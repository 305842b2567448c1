//! View-ready results: pagination, sort order and display-only price variants.
//!
//! The fetched rows are never mutated; [`ResultsView`] keeps an index order and
//! a page cursor on top of them.

pub mod pagination;
pub mod sorting;
pub mod variants;

pub use pagination::{page_size_for_height, Pager};
pub use sorting::{Direction, SortField, SortedView};

use crate::model::{ResultRow, SessionReport};
use rand::Rng;

/// A result row as shown on screen.
#[derive(Debug, Clone, PartialEq)]
pub struct DisplayRow<'a> {
    pub row: &'a ResultRow,
    /// Randomised price for display; `None` when the price is not numeric.
    pub variant: Option<f64>,
}

#[derive(Debug, Clone)]
pub struct ResultsView {
    rows: Vec<ResultRow>,
    order: SortedView,
    pager: Pager,
    margin_of_sales: Option<f64>,
    expected_margin: Option<f64>,
}

impl ResultsView {
    pub fn new(rows: Vec<ResultRow>, page_size: usize) -> Self {
        Self {
            order: SortedView::new(rows.len()),
            pager: Pager::new(rows.len(), page_size),
            rows,
            margin_of_sales: None,
            expected_margin: None,
        }
    }

    pub fn from_report(report: &SessionReport, page_size: usize) -> Self {
        Self {
            margin_of_sales: report.margin_of_sales,
            expected_margin: report.expected_margin,
            ..Self::new(report.rows.clone(), page_size)
        }
    }

    pub fn len(&self) -> usize {
        self.rows.len()
    }

    pub fn is_empty(&self) -> bool {
        self.rows.is_empty()
    }

    pub fn pager(&self) -> &Pager {
        &self.pager
    }

    pub fn pager_mut(&mut self) -> &mut Pager {
        &mut self.pager
    }

    pub fn sort(&self) -> Option<(SortField, Direction)> {
        self.order.sort()
    }

    /// Sort by `field` (toggling direction on repeat) and go back to page 1.
    pub fn sort_by(&mut self, field: SortField) {
        self.order.toggle(field, &self.rows);
        self.pager.reset();
    }

    /// Rows on the current page, in display order.
    pub fn visible(&self) -> Vec<&ResultRow> {
        let range = self.pager.range();
        self.order
            .rows(&self.rows)
            .skip(range.start)
            .take(range.len())
            .collect()
    }

    /// Current page with a freshly drawn price variant per row.
    pub fn visible_with_variants<R: Rng + ?Sized>(&self, rng: &mut R) -> Vec<DisplayRow<'_>> {
        self.visible()
            .into_iter()
            .map(|row| DisplayRow {
                row,
                variant: variants::variant_for_price(&row.price, &mut *rng),
            })
            .collect()
    }

    /// Margin of sales as reported by the external computation.
    pub fn margin_total(&self) -> Option<f64> {
        self.margin_of_sales
    }

    pub fn expected_margin(&self) -> Option<f64> {
        self.expected_margin
    }
}

#[cfg(test)]
mod tests {
    use super::*;

    fn rows(n: usize) -> Vec<ResultRow> {
        (0..n)
            .map(|i| ResultRow {
                product: (i + 1).to_string(),
                price: format!("{};{}", 100 - i, 90 - i),
                cluster: (i % 3 + 1).to_string(),
            })
            .collect()
    }

    #[test]
    fn visible_follows_sort_and_page() {
        let mut view = ResultsView::new(rows(25), 10);
        view.pager_mut().jump(3);
        assert_eq!(view.visible().len(), 5);

        view.sort_by(SortField::Price);
        assert_eq!(view.pager().page(), 1);
        let first: Vec<&str> = view.visible().iter().map(|r| r.product.as_str()).collect();
        // Prices descend with the product number, so ascending price starts at the last product.
        assert_eq!(first[0], "25");
        assert_eq!(first.len(), 10);
    }

    #[test]
    fn variants_are_attached_per_row() {
        let view = ResultsView::new(rows(3), 10);
        let mut rng = rand::thread_rng();
        let shown = view.visible_with_variants(&mut rng);
        assert_eq!(shown.len(), 3);
        for d in shown {
            let base = sorting::price_key(&d.row.price).unwrap();
            let v = d.variant.unwrap();
            assert!((v - base).abs() <= base * variants::VARIANT_SPREAD + 1e-9);
        }
    }

    #[test]
    fn margin_comes_from_the_report() {
        let report = SessionReport {
            generated_utc: String::new(),
            project_name: "demo".into(),
            clustering_method: None,
            solver_type: None,
            project_path: "/p".into(),
            results_file: "/p/solutions.csv".into(),
            metrics: None,
            cluster_count: Some(3),
            rows: rows(4),
            margin_of_sales: Some(1534.25),
            expected_margin: None,
        };
        let view = ResultsView::from_report(&report, 10);
        assert_eq!(view.margin_total(), Some(1534.25));
        assert_eq!(view.len(), 4);
    }
}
____
• _WHAT NEEDS TO BE DONE_:
Only one number is expected: the count of lines above that contain the string "DisplayRow".

• _REPLY TO THE EXERCISE_:
3